Partie 3
Curtis, d’une sagesse étonnante pour son âge, a compris bien plus vite que je ne l’aurais cru. Plus tard dans la soirée, sur le port, tandis que Sophie lui montrait les yachts et les lumières, il a demandé d’une voix douce : « Maman te trompe, n’est-ce pas ? » J’ai dégluti difficilement. « Oui », ai-je avoué. Sa mâchoire s’est crispée, mais son regard trahissait une maturité et une compréhension hors du commun.

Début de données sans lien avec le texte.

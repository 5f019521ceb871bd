//! `geoferry once` — a single migration cycle.

use anyhow::{Context, Result};
use clap::Args;
use colored::Colorize;

use geoferry_daemon::{build_context, check_connectivity, init_tracing, log_report};
use geoferry_sync::{run_cycle, CycleReport, RecordOutcome, Removal};

/// Arguments for `geoferry once`.
#[derive(Args, Debug)]
pub struct OnceArgs {
    /// Evaluate every record but write and delete nothing.
    #[arg(long)]
    pub dry_run: bool,

    /// Emit the cycle report as JSON.
    #[arg(long)]
    pub json: bool,
}

impl OnceArgs {
    pub fn run(self) -> Result<()> {
        let mut config = super::load_config()?;
        if self.dry_run {
            config.sync.dry_run = true;
        }
        init_tracing(&config.logging);

        let mut ctx = build_context(&config);
        check_connectivity(&ctx).context("startup check failed")?;
        let report = run_cycle(&mut ctx).context("source fetch failed")?;
        log_report(&report);

        if self.json {
            println!(
                "{}",
                serde_json::to_string_pretty(&report).context("failed to serialize cycle report")?
            );
        } else {
            print_report(&report, config.sync.dry_run);
        }
        Ok(())
    }
}

fn print_report(report: &CycleReport, dry_run: bool) {
    let prefix = if dry_run { "[dry-run] " } else { "" };
    if report.processed() == 0 {
        println!("{prefix}✓ nothing to migrate ({} fetched)", report.fetched);
        return;
    }

    println!(
        "{prefix}✓ cycle finished in {} ms ({} fetched, {} migrated, {} skipped, {} rejected, {} failed)",
        report.duration_ms,
        report.fetched,
        report.migrated() + report.would_migrate(),
        report.skipped(),
        report.rejected(),
        report.errors(),
    );

    for outcome in &report.outcomes {
        let device = outcome
            .device_id()
            .map(|d| d.as_str())
            .unwrap_or("-");
        let line = format!("{}  {device}", outcome.key());
        match outcome {
            RecordOutcome::Migrated { removal, .. } => {
                let note = match removal {
                    Removal::Removed => "",
                    Removal::Disabled => " (kept in source)",
                    Removal::Failed(_) => " (source delete failed)",
                };
                println!("  {}  {line}{note}", "✎".green());
            }
            RecordOutcome::WouldMigrate { .. } => println!("  {}  {line}", "~".cyan()),
            RecordOutcome::Skipped { reason, .. } => {
                println!("  {}  {line}  {}", "·".bright_black(), reason)
            }
            RecordOutcome::Rejected { reason, .. } => {
                println!("  {}  {line}  {}", "✗".red(), reason)
            }
            RecordOutcome::Error { error, .. } => {
                println!("  {}  {line}  {}", "!".yellow(), error)
            }
        }
    }
}
use thiserror::Error;

use geoferry_sync::SyncError;

/// Error surface for startup checks and the controller runtime.
#[derive(Debug, Error)]
pub enum DaemonError {
    #[error("config error: {0}")]
    Config(#[from] geoferry_core::ConfigError),

    /// A startup connectivity check failed; the loop was never started.
    #[error("startup check failed for {store} store: {source}")]
    Startup {
        store: &'static str,
        #[source]
        source: SyncError,
    },

    #[error("I/O error in {context}: {source}")]
    Io {
        context: &'static str,
        #[source]
        source: std::io::Error,
    },

    #[error("{task} task join failure: {reason}")]
    Join { task: &'static str, reason: String },
}

pub(crate) fn io_err(context: &'static str, source: std::io::Error) -> DaemonError {
    DaemonError::Io { context, source }
}

pub(crate) fn join_err(task: &'static str, err: tokio::task::JoinError) -> DaemonError {
    DaemonError::Join {
        task,
        reason: err.to_string(),
    }
}
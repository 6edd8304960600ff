//! Suggest command - ask a provider for column classifications.

use std::path::PathBuf;

use colored::Colorize;
use dedupr::suggestion::SuggestionService;
use dedupr::{ClassifierRegistry, ColumnEngine, DatasetType};

use super::{CommandResult, build_provider, load_snapshot, output_path, resolve_dataset_type, save_snapshot};
use crate::cli::LlmProviderChoice;

pub fn run(
    snapshot: PathBuf,
    dataset_type: Option<DatasetType>,
    llm: LlmProviderChoice,
    model: Option<String>,
    apply: bool,
    output: Option<PathBuf>,
) -> CommandResult {
    let mut dataset = load_snapshot(&snapshot)?;
    let dataset_type = resolve_dataset_type(&mut dataset, dataset_type)?;

    let registry = ClassifierRegistry::new();
    let provider = build_provider(&llm, model)?;
    let service = SuggestionService::new(&registry, provider.as_ref());

    println!(
        "{} {} columns with {}",
        "Classifying".cyan().bold(),
        dataset.column_count().to_string().white().bold(),
        provider.name().white()
    );

    let suggestions = service.suggest(&dataset, dataset_type)?;
    if suggestions.is_empty() {
        println!("{} No classifications suggested.", "Note:".yellow().bold());
        return Ok(());
    }

    for suggestion in &suggestions {
        println!(
            "  {:24} {:30} {}",
            suggestion.label,
            suggestion.column_id.dimmed(),
            suggestion.classification.to_string().green()
        );
    }

    if !apply {
        println!();
        println!("Re-run with {} to apply these classifications.", "--apply".cyan());
        return Ok(());
    }

    let operations = SuggestionService::into_operations(&suggestions);
    let (updated, report) = ColumnEngine::new(&registry).apply(&dataset, &operations)?;
    println!(
        "Applied {} classifications ({} values changed)",
        report.operations_applied.to_string().white().bold(),
        report.values_changed
    );

    save_snapshot(&updated, &output_path(&snapshot, output))
}
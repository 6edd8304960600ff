//! Engine that applies ordered operation batches to a dataset.

use tracing::{debug, info, warn};

use crate::classifier::{Classification, ClassifierId, ClassifierRegistry};
use crate::dataset::{Column, Dataset, ROW_ID_COLUMN, generate_unique_column_id};
use crate::error::{OperationError, Result};

use super::operation::{ApplyReport, Operation, OperationChange};

/// Applies column operations using a shared classifier registry.
#[derive(Debug, Clone, Copy)]
pub struct ColumnEngine<'r> {
    registry: &'r ClassifierRegistry,
}

impl<'r> ColumnEngine<'r> {
    /// Create an engine bound to a registry.
    pub fn new(registry: &'r ClassifierRegistry) -> Self {
        Self { registry }
    }

    /// Apply operations in order, returning the new dataset.
    ///
    /// The input dataset is never modified. The first failing operation
    /// aborts the batch and nothing of it is returned.
    pub fn apply(&self, dataset: &Dataset, operations: &[Operation]) -> Result<(Dataset, ApplyReport)> {
        let mut working = dataset.clone();
        let mut report = ApplyReport::new();

        for (index, operation) in operations.iter().enumerate() {
            if let Err(e) = self.apply_operation(&mut working, operation, &mut report) {
                warn!(
                    index,
                    action = operation.action(),
                    error = %e,
                    "Operation batch aborted"
                );
                return Err(e.into());
            }
            report.operations_applied += 1;
        }

        info!(
            operations = report.operations_applied,
            values_changed = report.values_changed,
            columns_added = report.columns_added,
            columns_removed = report.columns_removed,
            "Applied operation batch"
        );
        Ok((working, report))
    }

    fn apply_operation(
        &self,
        dataset: &mut Dataset,
        operation: &Operation,
        report: &mut ApplyReport,
    ) -> std::result::Result<(), OperationError> {
        debug!(action = operation.action(), column = ?operation.column_id(), "Applying operation");

        match operation {
            Operation::RemoveColumn { column_id } => {
                let removed = dataset.remove_column(column_id)?;
                report.columns_removed += 1;
                report.add_change(OperationChange {
                    description: operation.description(),
                    column_id: removed.id,
                    values_changed: 0,
                });
            }

            Operation::AddColumn {
                label,
                values,
                classification,
            } => {
                let id = generate_unique_column_id(label, |id| dataset.is_column_id_taken(id));
                let mut column = Column::new(id.clone(), label.clone(), values.clone());
                column.classification = *classification;
                dataset.push_column(column)?;
                report.columns_added += 1;
                report.add_change(OperationChange {
                    description: operation.description(),
                    column_id: id,
                    values_changed: 0,
                });
            }

            Operation::ClassifyColumn {
                column_id,
                classification,
            } => {
                let classifier_id = classification
                    .parse::<ClassifierId>()
                    .map_err(|_| OperationError::InvalidClassification(classification.clone()))?;
                let bound = self
                    .registry
                    .bind(classifier_id, column_id)
                    .ok_or_else(|| OperationError::InvalidClassification(classification.clone()))?;
                let column = find_column(dataset, column_id)?;

                match bound.classify(column) {
                    Classification::Derived(derived) => {
                        debug!(
                            column = %column_id,
                            classification = %classifier_id,
                            derived = derived.len(),
                            "Classification expands into derived operations"
                        );
                        for derived_op in &derived {
                            self.apply_operation(dataset, derived_op, report)?;
                        }
                    }
                    Classification::InPlace(values) => {
                        let column = dataset.column_mut(column_id)?;
                        let changed = count_changed(&column.values, &values);
                        column.classification = Some(classifier_id);
                        column.values = values;
                        report.add_change(OperationChange {
                            description: operation.description(),
                            column_id: column_id.clone(),
                            values_changed: changed,
                        });
                    }
                }
            }

            Operation::UpdateColumnValues { column_id, updates } => {
                let column = dataset.column_mut(column_id)?;
                let mut changed = 0;
                for value in column.values.iter_mut().flatten() {
                    if let Some(replacement) = updates.get(value.as_str()) {
                        if *replacement != *value {
                            *value = replacement.clone();
                            changed += 1;
                        }
                    }
                }
                report.add_change(OperationChange {
                    description: operation.description(),
                    column_id: column_id.clone(),
                    values_changed: changed,
                });
            }
        }

        Ok(())
    }
}

fn find_column<'d>(dataset: &'d Dataset, column_id: &str) -> std::result::Result<&'d Column, OperationError> {
    if column_id == ROW_ID_COLUMN {
        return Err(OperationError::ReservedColumn(column_id.to_string()));
    }
    dataset
        .column(column_id)
        .ok_or_else(|| OperationError::ColumnNotFound(column_id.to_string()))
}

fn count_changed(before: &[Option<String>], after: &[Option<String>]) -> usize {
    before.iter().zip(after).filter(|(a, b)| a != b).count()
}

#[cfg(test)]
mod tests {
    use super::*;
    use crate::error::DeduprError;
    use indexmap::IndexMap;

    fn dataset() -> Dataset {
        Dataset::new(
            vec![
                Column::new("full_name", "Full Name", vec![Some("Albert Einstein".into()), None]),
                Column::new("email", "Email", vec![Some(" Ada@X.org".into()), Some("b@y.org".into())]),
            ],
            vec!["r1".into(), "r2".into()],
        )
        .unwrap()
    }

    fn classify(column_id: &str, classification: &str) -> Operation {
        Operation::ClassifyColumn {
            column_id: column_id.to_string(),
            classification: classification.to_string(),
        }
    }

    #[test]
    fn test_classify_in_place() {
        let registry = ClassifierRegistry::new();
        let engine = ColumnEngine::new(&registry);
        let (out, report) = engine.apply(&dataset(), &[classify("email", "person:email")]).unwrap();

        let email = out.column("email").unwrap();
        assert_eq!(email.classification, Some(ClassifierId::PersonEmail));
        assert_eq!(email.values[0].as_deref(), Some("ada@x.org"));
        assert_eq!(report.values_changed, 1);
        assert_eq!(report.operations_applied, 1);
    }

    #[test]
    fn test_classify_unknown_classifier() {
        let registry = ClassifierRegistry::new();
        let engine = ColumnEngine::new(&registry);
        let err = engine
            .apply(&dataset(), &[classify("email", "person:shoe_size")])
            .unwrap_err();
        assert!(matches!(
            err,
            DeduprError::Operation(OperationError::InvalidClassification(_))
        ));
    }

    #[test]
    fn test_batch_fails_fast_without_touching_input() {
        let registry = ClassifierRegistry::new();
        let engine = ColumnEngine::new(&registry);
        let input = dataset();
        let ops = vec![
            Operation::RemoveColumn {
                column_id: "email".to_string(),
            },
            Operation::RemoveColumn {
                column_id: "missing".to_string(),
            },
        ];

        let err = engine.apply(&input, &ops).unwrap_err();
        assert!(matches!(
            err,
            DeduprError::Operation(OperationError::ColumnNotFound(ref id)) if id == "missing"
        ));
        assert!(input.column("email").is_some());
    }

    #[test]
    fn test_row_id_is_reserved() {
        let registry = ClassifierRegistry::new();
        let engine = ColumnEngine::new(&registry);
        let err = engine
            .apply(&dataset(), &[classify(ROW_ID_COLUMN, "person:email")])
            .unwrap_err();
        assert!(matches!(
            err,
            DeduprError::Operation(OperationError::ReservedColumn(_))
        ));
    }

    #[test]
    fn test_add_column_length_checked() {
        let registry = ClassifierRegistry::new();
        let engine = ColumnEngine::new(&registry);
        let op = Operation::AddColumn {
            label: "Source".to_string(),
            values: vec![Some("crm".to_string())],
            classification: None,
        };
        assert!(engine.apply(&dataset(), &[op]).is_err());
    }

    #[test]
    fn test_update_skips_nulls_and_unmapped() {
        let registry = ClassifierRegistry::new();
        let engine = ColumnEngine::new(&registry);
        let mut updates = IndexMap::new();
        updates.insert("b@y.org".to_string(), "bee@y.org".to_string());
        updates.insert("unused".to_string(), "x".to_string());

        let (out, report) = engine
            .apply(
                &dataset(),
                &[Operation::UpdateColumnValues {
                    column_id: "email".to_string(),
                    updates,
                }],
            )
            .unwrap();

        let values = &out.column("email").unwrap().values;
        assert_eq!(values[0].as_deref(), Some(" Ada@X.org"));
        assert_eq!(values[1].as_deref(), Some("bee@y.org"));
        assert_eq!(report.values_changed, 1);
    }

    #[test]
    fn test_name_split_records_derived_changes() {
        let registry = ClassifierRegistry::new();
        let engine = ColumnEngine::new(&registry);
        let (out, report) = engine
            .apply(&dataset(), &[classify("full_name", "person:name")])
            .unwrap();

        assert!(out.column("full_name").is_none());
        assert_eq!(out.column_count(), 3);
        assert_eq!(report.operations_applied, 1);
        assert_eq!(report.columns_added, 2);
        assert_eq!(report.columns_removed, 1);
        assert_eq!(report.changes.len(), 3);
    }
}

Sophie, dans son innocence béate, bavardait de bateaux et d’hélicoptères. Son innocence contrastait violemment avec la vérité que Curtis et moi portions désormais comme des pierres sur nos poitrines. En marchant le long du port, je compris que, malgré la trahison, le fondement de notre famille – notre amour pour ces enfants – demeurait intact. Curtis se pencha légèrement contre moi, m’offrant un réconfort silencieux qui faillit me briser et me redonna de la force à la fois. Nous devions survivre à cela, non pas pour l’amour perdu, mais pour les vies que nous parvenions encore à préserver.
Partie 4
Le lendemain, nous sommes rentrés dans notre ville natale. Le vol fut lourd de silence. Sophie dormit presque tout le long, épuisée par les montagnes russes émotionnelles, tandis que le regard de Curtis croisait parfois le mien, cherchant à savoir si j’étais encore capable de protéger ce qui restait de notre famille. Becca était venue nous dire au revoir, les yeux rougis par les larmes, mais la chaleur qui régnait entre elle et Curtis avait disparu, remplacée par la méfiance rigide d’un fils trahi.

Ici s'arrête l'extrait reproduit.